(Collected data entries)
::::::::

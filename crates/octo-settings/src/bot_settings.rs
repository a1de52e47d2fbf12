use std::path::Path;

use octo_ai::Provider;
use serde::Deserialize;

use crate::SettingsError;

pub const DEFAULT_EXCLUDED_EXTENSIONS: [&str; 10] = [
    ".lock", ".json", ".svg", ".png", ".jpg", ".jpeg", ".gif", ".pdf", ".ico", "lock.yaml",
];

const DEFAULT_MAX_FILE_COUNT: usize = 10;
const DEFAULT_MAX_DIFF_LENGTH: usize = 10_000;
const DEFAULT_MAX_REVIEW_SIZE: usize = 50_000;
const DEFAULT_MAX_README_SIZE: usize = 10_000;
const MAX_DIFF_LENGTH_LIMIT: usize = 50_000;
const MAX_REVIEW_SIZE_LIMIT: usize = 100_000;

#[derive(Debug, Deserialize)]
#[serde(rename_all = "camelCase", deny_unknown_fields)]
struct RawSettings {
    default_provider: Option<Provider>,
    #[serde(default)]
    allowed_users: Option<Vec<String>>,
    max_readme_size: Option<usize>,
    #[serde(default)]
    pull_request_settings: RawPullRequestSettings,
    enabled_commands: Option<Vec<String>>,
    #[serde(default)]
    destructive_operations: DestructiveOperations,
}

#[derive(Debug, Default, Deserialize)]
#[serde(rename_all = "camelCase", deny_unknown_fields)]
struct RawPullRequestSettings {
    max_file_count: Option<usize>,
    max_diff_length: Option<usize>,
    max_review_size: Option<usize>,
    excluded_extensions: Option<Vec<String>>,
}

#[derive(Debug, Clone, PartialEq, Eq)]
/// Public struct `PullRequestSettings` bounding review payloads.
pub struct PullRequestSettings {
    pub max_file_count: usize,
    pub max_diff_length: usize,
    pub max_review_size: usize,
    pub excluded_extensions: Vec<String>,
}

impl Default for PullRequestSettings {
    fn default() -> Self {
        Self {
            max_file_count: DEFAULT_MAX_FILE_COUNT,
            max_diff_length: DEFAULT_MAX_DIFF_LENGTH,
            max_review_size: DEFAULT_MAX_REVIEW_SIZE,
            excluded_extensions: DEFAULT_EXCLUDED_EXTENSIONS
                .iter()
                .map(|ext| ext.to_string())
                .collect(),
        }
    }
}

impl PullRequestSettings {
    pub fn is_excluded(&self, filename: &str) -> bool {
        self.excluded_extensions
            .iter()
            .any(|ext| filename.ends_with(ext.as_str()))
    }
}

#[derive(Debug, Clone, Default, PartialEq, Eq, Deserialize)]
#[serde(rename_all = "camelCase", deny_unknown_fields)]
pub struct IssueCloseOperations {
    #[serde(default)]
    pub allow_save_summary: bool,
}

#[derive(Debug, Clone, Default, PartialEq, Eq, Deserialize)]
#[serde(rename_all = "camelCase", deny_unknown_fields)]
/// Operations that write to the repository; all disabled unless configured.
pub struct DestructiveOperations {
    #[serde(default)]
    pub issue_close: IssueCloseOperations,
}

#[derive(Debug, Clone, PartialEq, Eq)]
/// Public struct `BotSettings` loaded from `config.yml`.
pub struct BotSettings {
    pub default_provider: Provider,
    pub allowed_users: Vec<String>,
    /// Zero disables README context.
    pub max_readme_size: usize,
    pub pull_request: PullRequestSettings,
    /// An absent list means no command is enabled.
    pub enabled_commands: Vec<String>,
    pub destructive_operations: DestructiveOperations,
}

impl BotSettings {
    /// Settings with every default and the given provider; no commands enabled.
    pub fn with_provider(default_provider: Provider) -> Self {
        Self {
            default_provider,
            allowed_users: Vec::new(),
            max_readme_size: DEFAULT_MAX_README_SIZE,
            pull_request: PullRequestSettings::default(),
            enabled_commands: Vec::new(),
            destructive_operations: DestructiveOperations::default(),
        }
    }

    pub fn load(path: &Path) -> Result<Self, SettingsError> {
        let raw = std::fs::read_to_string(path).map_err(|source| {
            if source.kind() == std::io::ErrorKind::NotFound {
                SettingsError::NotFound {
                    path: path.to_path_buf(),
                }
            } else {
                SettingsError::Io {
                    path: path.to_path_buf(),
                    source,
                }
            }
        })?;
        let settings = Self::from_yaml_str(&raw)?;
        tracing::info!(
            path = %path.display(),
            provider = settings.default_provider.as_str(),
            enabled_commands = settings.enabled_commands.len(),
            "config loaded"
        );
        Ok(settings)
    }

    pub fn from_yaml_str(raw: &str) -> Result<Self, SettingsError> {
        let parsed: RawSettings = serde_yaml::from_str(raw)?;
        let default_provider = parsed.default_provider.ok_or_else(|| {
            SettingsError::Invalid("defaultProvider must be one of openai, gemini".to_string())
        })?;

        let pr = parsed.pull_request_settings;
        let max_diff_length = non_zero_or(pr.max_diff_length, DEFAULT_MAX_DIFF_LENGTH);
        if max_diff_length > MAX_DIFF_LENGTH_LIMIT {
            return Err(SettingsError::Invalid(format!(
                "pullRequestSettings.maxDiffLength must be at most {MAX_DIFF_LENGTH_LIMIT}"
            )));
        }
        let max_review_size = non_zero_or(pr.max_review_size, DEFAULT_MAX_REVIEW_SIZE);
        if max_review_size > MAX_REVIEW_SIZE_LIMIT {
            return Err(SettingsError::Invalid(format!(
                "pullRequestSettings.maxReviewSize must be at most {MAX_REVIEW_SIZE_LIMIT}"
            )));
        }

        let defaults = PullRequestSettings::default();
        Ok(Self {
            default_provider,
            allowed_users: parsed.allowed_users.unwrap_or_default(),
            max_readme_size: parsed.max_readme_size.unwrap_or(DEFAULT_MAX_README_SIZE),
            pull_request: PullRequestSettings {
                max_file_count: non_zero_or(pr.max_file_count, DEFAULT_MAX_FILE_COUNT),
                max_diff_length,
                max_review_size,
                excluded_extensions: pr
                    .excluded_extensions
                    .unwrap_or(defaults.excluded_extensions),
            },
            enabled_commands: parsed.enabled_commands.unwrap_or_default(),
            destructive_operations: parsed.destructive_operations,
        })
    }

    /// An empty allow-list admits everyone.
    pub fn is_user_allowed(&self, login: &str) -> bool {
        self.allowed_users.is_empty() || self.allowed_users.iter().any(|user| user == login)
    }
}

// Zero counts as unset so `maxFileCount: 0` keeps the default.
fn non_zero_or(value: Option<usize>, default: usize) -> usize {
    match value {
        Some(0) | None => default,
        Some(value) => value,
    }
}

::::::::

-- Your assignment --
A verbatim restatement of all the entries above is required.

-- Response --
filename crates/octo-settings/src/bot_settings.rs
repository a1de52e47d2fbf12
use std::path::Path;

use octo_ai::Provider;
use serde::Deserialize;

use crate::SettingsError;

pub const DEFAULT_EXCLUDED_EXTENSIONS: [&str; 10] = [
    ".lock", ".json", ".svg", ".png", ".jpg", ".jpeg", ".gif", ".pdf", ".ico", "lock.yaml",
];

const DEFAULT_MAX_FILE_COUNT: usize = 10;
const DEFAULT_MAX_DIFF_LENGTH: usize = 10_000;
const DEFAULT_MAX_REVIEW_SIZE: usize = 50_000;
const DEFAULT_MAX_README_SIZE: usize = 10_000;
const MAX_DIFF_LENGTH_LIMIT: usize = 50_000;
const MAX_REVIEW_SIZE_LIMIT: usize = 100_000;

#[derive(Debug, Deserialize)]
#[serde(rename_all = "camelCase", deny_unknown_fields)]
struct RawSettings {
    default_provider: Option<Provider>,
    #[serde(default)]
    allowed_users: Option<Vec<String>>,
    max_readme_size: Option<usize>,
    #[serde(default)]
    pull_request_settings: RawPullRequestSettings,
    enabled_commands: Option<Vec<String>>,
    #[serde(default)]
    destructive_operations: DestructiveOperations,
}

#[derive(Debug, Default, Deserialize)]
#[serde(rename_all = "camelCase", deny_unknown_fields)]
struct RawPullRequestSettings {
    max_file_count: Option<usize>,
    max_diff_length: Option<usize>,
    max_review_size: Option<usize>,
    excluded_extensions: Option<Vec<String>>,
}

#[derive(Debug, Clone, PartialEq, Eq)]
/// Public struct `PullRequestSettings` bounding review payloads.
pub struct PullRequestSettings {
    pub max_file_count: usize,
    pub max_diff_length: usize,
    pub max_review_size: usize,
    pub excluded_extensions: Vec<String>,
}

impl Default for PullRequestSettings {
    fn default() -> Self {
        Self {
            max_file_count: DEFAULT_MAX_FILE_COUNT,
            max_diff_length: DEFAULT_MAX_DIFF_LENGTH,
            max_review_size: DEFAULT_MAX_REVIEW_SIZE,
            excluded_extensions: DEFAULT_EXCLUDED_EXTENSIONS
                .iter()
                .map(|ext| ext.to_string())
                .collect(),
        }
    }
}

impl PullRequestSettings {
    pub fn is_excluded(&self, filename: &str) -> bool {
        self.excluded_extensions
            .iter()
            .any(|ext| filename.ends_with(ext.as_str()))
    }
}

#[derive(Debug, Clone, Default, PartialEq, Eq, Deserialize)]
#[serde(rename_all = "camelCase", deny_unknown_fields)]
pub struct IssueCloseOperations {
    #[serde(default)]
    pub allow_save_summary: bool,
}

#[derive(Debug, Clone, Default, PartialEq, Eq, Deserialize)]
#[serde(rename_all = "camelCase", deny_unknown_fields)]
/// Operations that write to the repository; all disabled unless configured.
pub struct DestructiveOperations {
    #[serde(default)]
    pub issue_close: IssueCloseOperations,
}

#[derive(Debug, Clone, PartialEq, Eq)]
/// Public struct `BotSettings` loaded from `config.yml`.
pub struct BotSettings {
    pub default_provider: Provider,
    pub allowed_users: Vec<String>,
    /// Zero disables README context.
    pub max_readme_size: usize,
    pub pull_request: PullRequestSettings,
    /// An absent list means no command is enabled.
    pub enabled_commands: Vec<String>,
    pub destructive_operations: DestructiveOperations,
}

impl BotSettings {
    /// Settings with every default and the given provider; no commands enabled.
    pub fn with_provider(default_provider: Provider) -> Self {
        Self {
            default_provider,
            allowed_users: Vec::new(),
            max_readme_size: DEFAULT_MAX_README_SIZE,
            pull_request: PullRequestSettings::default(),
            enabled_commands: Vec::new(),
            destructive_operations: DestructiveOperations::default(),
        }
    }

    pub fn load(path: &Path) -> Result<Self, SettingsError> {
        let raw = std::fs::read_to_string(path).map_err(|source| {
            if source.kind() == std::io::ErrorKind::NotFound {
                SettingsError::NotFound {
                    path: path.to_path_buf(),
                }
            } else {
                SettingsError::Io {
                    path: path.to_path_buf(),
                    source,
                }
            }
        })?;
        let settings = Self::from_yaml_str(&raw)?;
        tracing::info!(
            path = %path.display(),
            provider = settings.default_provider.as_str(),
            enabled_commands = settings.enabled_commands.len(),
            "config loaded"
        );
        Ok(settings)
    }

    pub fn from_yaml_str(raw: &str) -> Result<Self, SettingsError> {
        let parsed: RawSettings = serde_yaml::from_str(raw)?;
        let default_provider = parsed.default_provider.ok_or_else(|| {
            SettingsError::Invalid("defaultProvider must be one of openai, gemini".to_string())
        })?;

        let pr = parsed.pull_request_settings;
        let max_diff_length = non_zero_or(pr.max_diff_length, DEFAULT_MAX_DIFF_LENGTH);
        if max_diff_length > MAX_DIFF_LENGTH_LIMIT {
            return Err(SettingsError::Invalid(format!(
                "pullRequestSettings.maxDiffLength must be at most {MAX_DIFF_LENGTH_LIMIT}"
            )));
        }
        let max_review_size = non_zero_or(pr.max_review_size, DEFAULT_MAX_REVIEW_SIZE);
        if max_review_size > MAX_REVIEW_SIZE_LIMIT {
            return Err(SettingsError::Invalid(format!(
                "pullRequestSettings.maxReviewSize must be at most {MAX_REVIEW_SIZE_LIMIT}"
            )));
        }

        let defaults = PullRequestSettings::default();
        Ok(Self {
            default_provider,
            allowed_users: parsed.allowed_users.unwrap_or_default(),
            max_readme_size: parsed.max_readme_size.unwrap_or(DEFAULT_MAX_README_SIZE),
            pull_request: PullRequestSettings {
                max_file_count: non_zero_or(pr.max_file_count, DEFAULT_MAX_FILE_COUNT),
                max_diff_length,
                max_review_size,
                excluded_extensions: pr
                    .excluded_extensions
                    .unwrap_or(defaults.excluded_extensions),
            },
            enabled_commands: parsed.enabled_commands.unwrap_or_default(),
            destructive_operations: parsed.destructive_operations,
        })
    }

    /// An empty allow-list admits everyone.
    pub fn is_user_allowed(&self, login: &str) -> bool {
        self.allowed_users.is_empty() || self.allowed_users.iter().any(|user| user == login)
    }
}

// Zero counts as unset so `maxFileCount: 0` keeps the default.
fn non_zero_or(value: Option<usize>, default: usize) -> usize {
    match value {
        Some(0) | None => default,
        Some(value) => value,
    }
}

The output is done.